There’s More… • We now know the bound f(m,n,r) ≤ 2n·log*r + m. • Using it, we can start all over again: • Apply main lemma on (X≤s,X>s) with s = log log*r. • Bound Cost(Ct) ≤ n + |Ct|. • Bound Cost(C) ≤ Cost(Cb) – 2|Cb| + 2n + 2|C|. • Apply the last inequality on itself (log log*)*(r) times, yielding Cost(C) ≤ 2n·(log log*)*(r) + 2|C|. • Now we have a new improved bound of f, and we can repeat the process over and over again.
The Shifting Lemma • Define g⟡ = (⌈log⌉∘g)*. • Let g(r) be a non-decreasing function with g(r) < r. • Suppose that f(m,n,r) ≤ k·m + 2n·g(r) for all m, n, r. • Then also f(m,n,r) ≤ (k+1)·m + 2n·g⟡(r) for all m, n, r. • Proof outline: • Use induction on r. • As we’ve done before, apply the main lemma on the dissection (X≤s,X>s) with s =⌈log g(r)⌉.

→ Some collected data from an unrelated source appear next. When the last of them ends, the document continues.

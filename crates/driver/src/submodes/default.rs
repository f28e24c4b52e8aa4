use super::groups::Groups;
use super::{Context, PadArgs, SubmodeHandler};
use crate::engine::LoopAddr;
use crate::state::LoopState;
use apc_library::controls::{Buttons, EventType};

/// Buttons held down while pads are played.
#[derive(Copy, Clone, Debug, Default)]
pub(crate) struct Modifiers {
    pub undoing: bool,
    pub redoing: bool,
    /// Track 1 held: alternate column functions.
    pub alt: bool,
    pub solo: bool,
    pub mute: bool,
}

/// Transport commands for the loops in view, with groups on the top row.
#[derive(Default)]
pub(crate) struct DefaultMode {
    held: Modifiers,
    groups: Groups,
}

impl SubmodeHandler for DefaultMode {
    fn set_active(&mut self, active: bool, cx: &mut Context) {
        self.groups.set_active(active, cx);
    }

    fn on_pad(&mut self, args: &PadArgs, cx: &mut Context) -> bool {
        self.groups.on_pad(args, &self.held, cx) || self.loop_pad(args, cx)
    }

    fn on_button(&mut self, button: Buttons, kind: EventType, shifted: bool, cx: &mut Context) -> bool {
        let down = kind == EventType::NoteOn;
        match button {
            Buttons::Undo => self.held.undoing = down,
            Buttons::Redo => self.held.redoing = down,
            Buttons::Track1 if shifted => return false,
            Buttons::Track1 => self.held.alt = down,
            Buttons::SoftKeySolo => self.held.solo = down,
            Buttons::SoftKeyMute => self.held.mute = down,
            _ => return self.groups.on_button(button, kind, cx),
        }
        true
    }
}

impl DefaultMode {
    fn loop_pad(&mut self, args: &PadArgs, cx: &mut Context) -> bool {
        let held = self.held;
        let addr = LoopAddr::from_track(args.track);
        let missing = args.track >= cx.state().loop_count;

        if args.pressed() {
            if missing {
                if args.col <= 3 {
                    cx.engine.loop_add(((args.col + 1) % 4) as i32, 40.0);
                } else {
                    cx.engine.loop_del();
                }
                return true;
            }
            let hit = if held.solo {
                Some("solo")
            } else if held.mute {
                Some("mute")
            } else if held.undoing && args.col <= 1 {
                Some("undo_all")
            } else if held.redoing && args.col >= 4 {
                Some("redo_all")
            } else {
                None
            };
            if let Some(cmd) = hit {
                cx.engine.hit(addr, cmd);
                return true;
            }
        } else if missing || held.solo || held.mute {
            return true;
        }

        if (!held.undoing || held.redoing) && args.col == 0 {
            self.rec_or_overdub(args, cx);
            return true;
        }

        let down = args.pressed();
        let cmd = match args.col {
            1 => "multiply",
            2 if held.undoing => "undo",
            2 if held.alt => "reverse",
            2 => "insert",
            3 if held.redoing => "redo",
            3 if held.alt => {
                if down {
                    cx.engine.set(addr, "delay_trigger", rand::random::<f32>());
                }
                return true;
            }
            3 => "replace",
            4 => "substitute",
            5 => "oneshot",
            6 => "trigger",
            7 => "pause",
            _ => return false,
        };
        cx.engine.press(addr, cmd, down);
        true
    }

    fn rec_or_overdub(&self, args: &PadArgs, cx: &mut Context) {
        let down = args.pressed();
        if args.track == -1 {
            cx.engine.press(LoopAddr::All, "record_or_overdub", down);
            return;
        }
        let Some(track) = &args.state_track else {
            return;
        };
        let state = track.state();
        let alt = self.held.alt;
        let record = state < LoopState::Recording
            || (!alt && state == LoopState::Recording)
            || (alt && state != LoopState::Recording);
        let cmd = if record { "record" } else { "overdub" };
        cx.engine.press(LoopAddr::Loop(args.track), cmd, down);
    }
}
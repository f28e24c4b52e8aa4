use midly::MidiMessage;
use midly::live::LiveEvent;
use num_derive::FromPrimitive;

pub const COLS: usize = 8;
pub const ROWS: usize = 5;
pub const PAD_START: u8 = 0x00;
pub const PAD_END: u8 = 0x27;
pub const KNOB_CC_START: u8 = 0x30;
pub const KNOBS: u8 = 8;
pub const KNOBS_PER_ROW: usize = 4;

/// Buttons outside the pad matrix. The lower row doubles as the knob-control
/// selector (volume/pan/send/device) on the right half.
#[derive(Copy, Clone, Debug, PartialEq, Eq, Hash, FromPrimitive)]
#[repr(u8)]
pub enum Buttons {
    Track1 = 0x40,
    Track2 = 0x41,
    Undo = 0x42,
    Redo = 0x43,
    KnobCtrlVolume = 0x44,
    KnobCtrlPan = 0x45,
    KnobCtrlSend = 0x46,
    KnobCtrlDevice = 0x47,
    StopAllClips = 0x51,
    SoftKeyClipStop = 0x52,
    SoftKeySolo = 0x53,
    SoftKeyMute = 0x54,
    SoftKeyRecArm = 0x55,
    SoftKeySelect = 0x56,
    Play = 0x5B,
    Record = 0x5D,
    Shift = 0x62,
}

impl Buttons {
    pub fn from_note(note: u8) -> Option<Buttons> {
        num::FromPrimitive::from_u8(note)
    }

    pub fn is_mode_select(self) -> bool {
        (Buttons::KnobCtrlVolume as u8..=Buttons::KnobCtrlDevice as u8).contains(&(self as u8))
    }

    pub fn is_soft_key(self) -> bool {
        (Buttons::SoftKeyClipStop as u8..=Buttons::SoftKeySelect as u8).contains(&(self as u8))
    }
}

pub const LIT_BUTTONS: [Buttons; 13] = [
    Buttons::Track1,
    Buttons::Track2,
    Buttons::Undo,
    Buttons::Redo,
    Buttons::KnobCtrlVolume,
    Buttons::KnobCtrlPan,
    Buttons::KnobCtrlSend,
    Buttons::KnobCtrlDevice,
    Buttons::SoftKeyClipStop,
    Buttons::SoftKeySolo,
    Buttons::SoftKeyMute,
    Buttons::SoftKeyRecArm,
    Buttons::SoftKeySelect,
];

/// High nibble of the status byte.
#[derive(Copy, Clone, Debug, PartialEq, Eq, FromPrimitive)]
#[repr(u8)]
pub enum EventType {
    NoteOff = 0x8,
    NoteOn = 0x9,
    ControlChange = 0xB,
}

#[derive(Copy, Clone, Debug, PartialEq, Eq)]
pub struct MidiEvent {
    pub kind: EventType,
    pub data1: u8,
    pub data2: u8,
}

impl MidiEvent {
    pub fn new(kind: EventType, data1: u8, data2: u8) -> Self {
        Self { kind, data1, data2 }
    }

    /// Parses a raw message from the controller. Only channel 0 carries the
    /// pads and buttons; the keybed on channel 1 is not ours.
    pub fn parse(bytes: &[u8]) -> Option<MidiEvent> {
        let LiveEvent::Midi { channel, message } = LiveEvent::parse(bytes).ok()? else {
            return None;
        };
        if channel.as_int() != 0 {
            return None;
        }
        match message {
            MidiMessage::NoteOn { key, vel } => {
                Some(Self::new(EventType::NoteOn, key.as_int(), vel.as_int()))
            }
            MidiMessage::NoteOff { key, vel } => {
                Some(Self::new(EventType::NoteOff, key.as_int(), vel.as_int()))
            }
            MidiMessage::Controller { controller, value } => Some(Self::new(
                EventType::ControlChange,
                controller.as_int(),
                value.as_int(),
            )),
            _ => None,
        }
    }

    pub fn is_pad(&self) -> bool {
        self.kind != EventType::ControlChange && is_pad(self.data1)
    }
}

pub fn is_pad(note: u8) -> bool {
    (PAD_START..=PAD_END).contains(&note)
}

/// First pad of a row, counted from the top. Pad 0 is bottom left.
pub fn row_start_pad(row: usize) -> u8 {
    ((ROWS - 1 - row) * COLS) as u8
}

pub fn row_pads(row: usize) -> impl Iterator<Item = u8> {
    let start = row_start_pad(row);
    (0..COLS as u8).map(move |x| start + x)
}

pub fn pad_row(pad: u8) -> usize {
    ROWS - 1 - (pad as usize / COLS)
}

pub fn pad_col(pad: u8) -> usize {
    pad as usize % COLS
}

/// Pad at a column of a bottom-up row index.
pub fn get_pad(cols: usize, col: usize, row: usize) -> u8 {
    (row * cols + col) as u8
}
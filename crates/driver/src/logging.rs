use env_logger::{Builder, Env};
use log::LevelFilter;

pub(crate) fn init_logger() {
    let mut builder = Builder::from_env(Env::default().default_filter_or("apc_sl_driver=info,apc_library=info"));
    builder.filter_module("midir", LevelFilter::Warn);
    let _ = builder.try_init();
}
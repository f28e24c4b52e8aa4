use num_derive::FromPrimitive;

/// Pad colors as indices into the APC Key 25 mk2 velocity palette.
#[derive(Copy, Clone, Debug, PartialEq, Eq, Hash, FromPrimitive)]
#[repr(u8)]
pub enum Color {
    Black = 0,
    DarkGrey = 1,
    Grey = 2,
    White = 3,
    Red = 5,
    BrownishRed = 7,
    Orange = 9,
    BrownLight = 11,
    Yellow = 13,
    Lime = 17,
    LimeDark = 19,
    Green = 21,
    DarkGreen = 23,
    BlueLight = 41,
    Blue = 45,
    BlueDark = 47,
    Purple = 49,
    Pink = 53,
    PinkLight = 56,
    PinkWarm = 57,
    Amber = 61,
    GreenYellow = 62,
}

impl Color {
    /// Closest match on the first generation's three-color pads.
    pub fn mk1(self) -> Mk1Color {
        match self {
            Color::Black => Mk1Color::Off,
            Color::Green
            | Color::DarkGreen
            | Color::Lime
            | Color::LimeDark
            | Color::GreenYellow
            | Color::BlueLight
            | Color::Blue
            | Color::BlueDark => Mk1Color::Green,
            Color::Red
            | Color::BrownishRed
            | Color::Pink
            | Color::PinkLight
            | Color::PinkWarm
            | Color::Purple => Mk1Color::Red,
            Color::DarkGrey
            | Color::Grey
            | Color::White
            | Color::Orange
            | Color::BrownLight
            | Color::Yellow
            | Color::Amber => Mk1Color::Yellow,
        }
    }
}

/// Pad velocities understood by the first generation APC Key 25. Blinking is `color + 1`.
#[derive(Copy, Clone, Debug, PartialEq, Eq)]
#[repr(u8)]
pub enum Mk1Color {
    Off = 0,
    Green = 1,
    Red = 3,
    Yellow = 5,
}

/// Single-color buttons (soft keys, knob-control row).
#[derive(Copy, Clone, Debug, PartialEq, Eq, FromPrimitive)]
#[repr(u8)]
pub enum SoftKey {
    Off = 0,
    On = 1,
    Blink = 2,
}
use std::time::{Duration, Instant};

/// One-shot timers keyed by `K`. Scheduling a key that is already pending
/// replaces it. Nothing fires on its own: the owner asks for the next deadline
/// and collects due keys from its event loop.
#[derive(Debug)]
pub struct Scheduler<K> {
    pending: Vec<(Instant, K)>,
}

impl<K> Default for Scheduler<K> {
    fn default() -> Self {
        Self { pending: Vec::new() }
    }
}

impl<K: PartialEq> Scheduler<K> {
    pub fn new() -> Self {
        Self::default()
    }

    pub fn add(&mut self, key: K, at: Instant) {
        self.remove(&key);
        self.pending.push((at, key));
    }

    pub fn add_after(&mut self, key: K, delay: Duration, now: Instant) {
        self.add(key, now + delay);
    }

    pub fn remove(&mut self, key: &K) -> bool {
        let before = self.pending.len();
        self.pending.retain(|(_, k)| k != key);
        self.pending.len() != before
    }

    pub fn contains(&self, key: &K) -> bool {
        self.pending.iter().any(|(_, k)| k == key)
    }

    pub fn is_empty(&self) -> bool {
        self.pending.is_empty()
    }

    pub fn next_deadline(&self) -> Option<Instant> {
        self.pending.iter().map(|(at, _)| *at).min()
    }

    /// Removes and returns every key due at `now`, earliest first.
    pub fn take_due(&mut self, now: Instant) -> Vec<K> {
        let mut due = Vec::new();
        let mut i = 0;
        while i < self.pending.len() {
            if self.pending[i].0 <= now {
                due.push(self.pending.swap_remove(i));
            } else {
                i += 1;
            }
        }
        due.sort_by_key(|(at, _)| *at);
        due.into_iter().map(|(_, k)| k).collect()
    }
}

#[cfg(test)]
mod tests {
    use super::*;

    #[test]
    fn rescheduling_replaces_pending_entry() {
        let t0 = Instant::now();
        let mut s = Scheduler::new();
        s.add_after(7u8, Duration::from_millis(100), t0);
        s.add_after(7u8, Duration::from_millis(500), t0);
        assert!(s.take_due(t0 + Duration::from_millis(200)).is_empty());
        assert_eq!(s.take_due(t0 + Duration::from_millis(500)), vec![7]);
        assert!(s.is_empty());
    }

    #[test]
    fn due_keys_come_out_in_deadline_order() {
        let t0 = Instant::now();
        let mut s = Scheduler::new();
        s.add_after("b", Duration::from_millis(20), t0);
        s.add_after("a", Duration::from_millis(10), t0);
        s.add_after("c", Duration::from_secs(5), t0);
        assert_eq!(s.next_deadline(), Some(t0 + Duration::from_millis(10)));
        assert_eq!(s.take_due(t0 + Duration::from_secs(1)), vec!["a", "b"]);
        assert!(s.remove(&"c"));
        assert_eq!(s.next_deadline(), None);
    }
}
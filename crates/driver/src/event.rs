use rosc::OscMessage;

/// Everything the dispatch loop reacts to. Producers live on other threads.
#[derive(Debug)]
pub(crate) enum Event {
    Midi(Vec<u8>),
    Osc(OscMessage),
    Shutdown,
}
//! Pad and button interpretation per submode.

mod default;
mod groups;
mod levels;
mod pan;
mod sessions;
mod sync;

use crate::controller::Timer;
use crate::engine::EngineLink;
use crate::sessions::SessionStore;
use crate::settings::Timings;
use crate::state::{EngineState, Submode, TrackState};
use crate::store::{Action, DeviceSetting, Store};
use apc_library::controls::{Buttons, EventType, pad_col, pad_row};
use apc_library::timer::Scheduler;
use log::warn;
use std::time::Instant;

pub(crate) use default::DefaultMode;
pub(crate) use levels::{Level1, Level2};
pub(crate) use pan::PanMode;
pub(crate) use sessions::{SessionLoad, SessionSave};
pub(crate) use sync::SyncMode;

/// Everything a handler may touch while reacting to one input event.
pub(crate) struct Context<'a> {
    pub store: &'a mut Store,
    pub engine: &'a mut EngineLink,
    pub timers: &'a mut Scheduler<Timer>,
    pub sessions: &'a dyn SessionStore,
    pub timings: Timings,
    pub now: Instant,
}

impl Context<'_> {
    pub fn state(&self) -> &EngineState {
        self.store.state()
    }

    pub fn dispatch(&mut self, action: Action) {
        self.store.dispatch(action);
    }

    pub fn set_device(&mut self, setting: DeviceSetting) {
        self.dispatch(Action::Device(setting));
    }

    /// Re-reads the session directory into the state.
    pub fn refresh_sessions(&mut self) {
        match self.sessions.list() {
            Ok(names) => self.set_device(DeviceSetting::Sessions(names)),
            Err(e) => warn!("Can't list sessions: {e:#}"),
        }
    }
}

/// A pad event resolved against the current loop offset.
#[derive(Clone, Debug)]
pub(crate) struct PadArgs {
    pub pad: u8,
    pub row: usize,
    pub col: usize,
    /// Loop shown on the pad's row, `-1` for the top row.
    pub track: i32,
    /// State of that loop. The top row borrows loop 0.
    pub state_track: Option<TrackState>,
    pub kind: EventType,
}

impl PadArgs {
    pub fn new(state: &EngineState, pad: u8, kind: EventType) -> Self {
        let row = pad_row(pad);
        let track = state.row_loop(row);
        let state_track = state.track(track.max(0)).cloned();
        Self {
            pad,
            row,
            col: pad_col(pad),
            track,
            state_track,
            kind,
        }
    }

    pub fn pressed(&self) -> bool {
        self.kind == EventType::NoteOn
    }
}

pub(crate) trait SubmodeHandler {
    fn set_active(&mut self, _active: bool, _cx: &mut Context) {}

    /// Returns true when the event was consumed.
    fn on_pad(&mut self, args: &PadArgs, cx: &mut Context) -> bool;

    fn on_button(&mut self, _button: Buttons, _kind: EventType, _shifted: bool, _cx: &mut Context) -> bool {
        false
    }
}

/// One handler per submode, kept alive across switches so held modifiers
/// survive.
#[derive(Default)]
pub(crate) struct Submodes {
    default: DefaultMode,
    level1: Level1,
    level2: Level2,
    pan: PanMode,
    sync: SyncMode,
    session_save: SessionSave,
    session_load: SessionLoad,
}

impl Submodes {
    pub fn get_mut(&mut self, submode: Submode) -> &mut dyn SubmodeHandler {
        match submode {
            Submode::Default => &mut self.default,
            Submode::Level1 => &mut self.level1,
            Submode::Level2 => &mut self.level2,
            Submode::Pan => &mut self.pan,
            Submode::Sync => &mut self.sync,
            Submode::SessionSave => &mut self.session_save,
            Submode::SessionLoad => &mut self.session_load,
        }
    }
}
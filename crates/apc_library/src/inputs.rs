use crate::controls::EventType;
use std::collections::HashMap;
use std::time::{Duration, Instant};

/// Turns press/release pairs into a held flag. A quick tap latches the
/// button on until the next press; holding it longer than the bold-press
/// window makes it momentary.
#[derive(Debug, Default)]
pub struct AutoLatch {
    hits: HashMap<u8, Instant>,
}

impl AutoLatch {
    pub const BOLD_TIME: Duration = Duration::from_millis(300);

    pub fn new() -> Self {
        Self::default()
    }

    pub fn feed_at(&mut self, note: u8, kind: EventType, now: Instant) -> bool {
        match kind {
            EventType::NoteOn => {
                if self.hits.remove(&note).is_some() {
                    return false;
                }
                self.hits.insert(note, now);
                true
            }
            EventType::NoteOff => match self.hits.get(&note) {
                None => false,
                Some(pressed) if now.duration_since(*pressed) < Self::BOLD_TIME => true,
                Some(_) => {
                    self.hits.remove(&note);
                    false
                }
            },
            EventType::ControlChange => self.hits.contains_key(&note),
        }
    }
}

/// Decodes relative knob values (1..=63 clockwise, 65..=127 counter-clockwise)
/// into a signed delta that grows while the knob keeps turning quickly in
/// one direction. Shifted turns are fine-grained and never accelerate.
#[derive(Debug, Default)]
pub struct KnobEase {
    last: HashMap<u8, (Instant, i8, u8)>,
}

impl KnobEase {
    pub const STEP: f32 = 0.1;
    pub const FINE_STEP: f32 = 0.025;
    pub const FAST_WINDOW: Duration = Duration::from_millis(60);
    pub const MAX_SPEED: u8 = 8;

    pub fn new() -> Self {
        Self::default()
    }

    pub fn feed_at(&mut self, cc: u8, value: u8, shifted: bool, now: Instant) -> Option<f32> {
        let ticks: i8 = match value {
            1..=63 => value as i8,
            65..=127 => -((128 - value as i16) as i8),
            _ => return None,
        };
        let direction = ticks.signum();

        if shifted {
            self.last.remove(&cc);
            return Some(ticks as f32 * Self::FINE_STEP);
        }

        let speed = match self.last.get(&cc) {
            Some((at, dir, speed))
                if *dir == direction && now.duration_since(*at) < Self::FAST_WINDOW =>
            {
                (*speed * 2).min(Self::MAX_SPEED)
            }
            _ => 1,
        };
        self.last.insert(cc, (now, direction, speed));
        Some(ticks as f32 * Self::STEP * speed as f32)
    }
}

The “Ackermann Bound” • Define: • J0(r) = ⌈(r – 1)/2⌉ • Jk(r) = Jk-1⟡(r) for k > 0 • For all m, n, r: • f(m,n,r) ≤ n·(r-1) ≤ 2n·J0(r) = 0·m + 2n·J0(r) • Thus, by the shifting lemma, for all m, n, r, k: • f(m,n,r) ≤ k·m + 2n·Jk(r) • Define α(m,n) = min { k | Jk(⌊log n⌋) ≤ 1 + m/n }. • Then f(m,n,⌊log n⌋) ≤ α(m,n)·m + 2n + 2m
The “Ackermann Bound” • So by the reduction lemma we finally get the desired: • Theorem: Performing a sequence of Union operations and mFind operations on a set of size n using linking by rank and path compression requires O(n + m·α(m,n)) time.
Concluding Remarks • We reached α(m,n) in a somewhat “natural” way. • We could have just proven the shifting lemma. • But going through the iterations improved our intuition of the “top-down method”. • It also made us better understand the inverse Ackermann function, and how slow it really grows. • An analogous top-down proof for the α(m,n) bound also exists for path compression with linking by weight.